++++ Given information
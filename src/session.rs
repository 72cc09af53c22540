//! Interactive session loop
//!
//! Drives one turn at a time: listen, classify, route, respond. Every stage
//! finishes before the next begins and nothing interrupts a recording.
//!
//! ```text
//! Greeting ──► Listening ──► Processing ──► Responding ──► Listening
//!                  ▲  │                          │
//!                  └──┘ (empty / error)          └──► Terminated (goodbye)
//! ```

use std::io::Write;
use std::time::Duration;

use async_trait::async_trait;

use crate::Result;
use crate::intent::{Intent, IntentMatcher};
use crate::router::{Router, SkillOutcome};

/// Announced once when the session starts
pub const STARTUP_MESSAGE: &str = "Hola, soy tu asistente. Estoy escuchando...";

/// Pause after a failed recording before listening again
const RETRY_DELAY: Duration = Duration::from_millis(500);

/// Records an utterance and turns it into text
#[async_trait(?Send)]
pub trait Transcriber {
    /// Listen for at most `max_seconds` and return lower-cased text
    ///
    /// Returns an empty string when nothing was recognized.
    ///
    /// # Errors
    ///
    /// Returns error if recording or recognition fails
    async fn transcribe(&mut self, max_seconds: u32) -> Result<String>;
}

/// Speaks text aloud
#[async_trait(?Send)]
pub trait Speaker {
    /// Speak `text`, returning once playback has finished
    ///
    /// # Errors
    ///
    /// Returns error if synthesis or playback fails
    async fn speak(&mut self, text: &str) -> Result<()>;
}

/// Where the session is in its turn cycle
#[derive(Debug, Clone, PartialEq, Eq)]
pub enum SessionState {
    /// Startup announcement pending
    Greeting,
    /// Waiting for an utterance
    Listening,
    /// Utterance received, not yet classified
    Processing(String),
    /// Reply ready to deliver
    Responding {
        /// Intent that produced the reply
        intent: Intent,
        /// Reply to deliver
        outcome: SkillOutcome,
    },
    /// Session over
    Terminated,
}

/// Turn-based assistant session
///
/// Owns the recognition and speech handles for its whole lifetime. Printed
/// output goes to `console`.
pub struct SessionLoop<T, S, W> {
    matcher: IntentMatcher,
    router: Router,
    transcriber: T,
    speaker: S,
    console: W,
    max_record_seconds: u32,
    state: SessionState,
}

impl<T: Transcriber, S: Speaker, W: Write> SessionLoop<T, S, W> {
    /// Create a session in the [`SessionState::Greeting`] state
    #[must_use]
    pub const fn new(
        router: Router,
        transcriber: T,
        speaker: S,
        console: W,
        max_record_seconds: u32,
    ) -> Self {
        Self {
            matcher: IntentMatcher::new(),
            router,
            transcriber,
            speaker,
            console,
            max_record_seconds,
            state: SessionState::Greeting,
        }
    }

    /// Current state
    #[must_use]
    pub const fn state(&self) -> &SessionState {
        &self.state
    }

    /// Whether the session has ended
    #[must_use]
    pub const fn is_terminated(&self) -> bool {
        matches!(self.state, SessionState::Terminated)
    }

    /// Run turns until the user says goodbye
    ///
    /// # Errors
    ///
    /// Returns error only if the console cannot be written
    pub async fn run(&mut self) -> Result<()> {
        while !self.is_terminated() {
            self.step().await?;
        }
        tracing::info!("session ended");
        Ok(())
    }

    /// Perform one state transition
    ///
    /// # Errors
    ///
    /// Returns error only if the console cannot be written
    pub async fn step(&mut self) -> Result<()> {
        let state = std::mem::replace(&mut self.state, SessionState::Terminated);

        self.state = match state {
            SessionState::Greeting => {
                self.deliver(&SkillOutcome::spoken(STARTUP_MESSAGE)).await?;
                SessionState::Listening
            }
            SessionState::Listening => self.listen().await?,
            SessionState::Processing(text) => {
                let recognized = self.matcher.classify(&text);
                let outcome = self.router.route(&recognized).await;
                SessionState::Responding {
                    intent: recognized.intent,
                    outcome,
                }
            }
            SessionState::Responding { intent, outcome } => {
                self.deliver(&outcome).await?;
                if intent == Intent::Goodbye {
                    SessionState::Terminated
                } else {
                    SessionState::Listening
                }
            }
            SessionState::Terminated => SessionState::Terminated,
        };

        Ok(())
    }

    /// Consume the session, returning its collaborators
    #[must_use]
    pub fn into_parts(self) -> (T, S, W) {
        (self.transcriber, self.speaker, self.console)
    }

    async fn listen(&mut self) -> Result<SessionState> {
        match self.transcriber.transcribe(self.max_record_seconds).await {
            Ok(text) => {
                let text = text.trim();
                if text.is_empty() {
                    tracing::trace!("nothing heard");
                    return Ok(SessionState::Listening);
                }
                tracing::info!(text, "heard");
                Ok(SessionState::Processing(text.to_string()))
            }
            Err(e) => {
                tracing::warn!(error = %e, "transcription failed");
                writeln!(self.console, "Error al grabar o transcribir: {e}")?;
                tokio::time::sleep(RETRY_DELAY).await;
                Ok(SessionState::Listening)
            }
        }
    }

    /// Speak or print a reply, printing if speech fails
    async fn deliver(&mut self, outcome: &SkillOutcome) -> Result<()> {
        if outcome.message.is_empty() {
            return Ok(());
        }

        if outcome.should_speak {
            match self.speaker.speak(&outcome.message).await {
                Ok(()) => return Ok(()),
                Err(e) => tracing::warn!(error = %e, "speech failed, printing instead"),
            }
        }

        writeln!(self.console, "{}", outcome.message)?;
        Ok(())
    }
}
++++++++
▶ **About this task**
Note every line above where the string "IntentMatcher" shows up, and copy those lines.

▶ **Response area**
use crate::intent::{Intent, IntentMatcher};
    matcher: IntentMatcher,
            matcher: IntentMatcher::new(),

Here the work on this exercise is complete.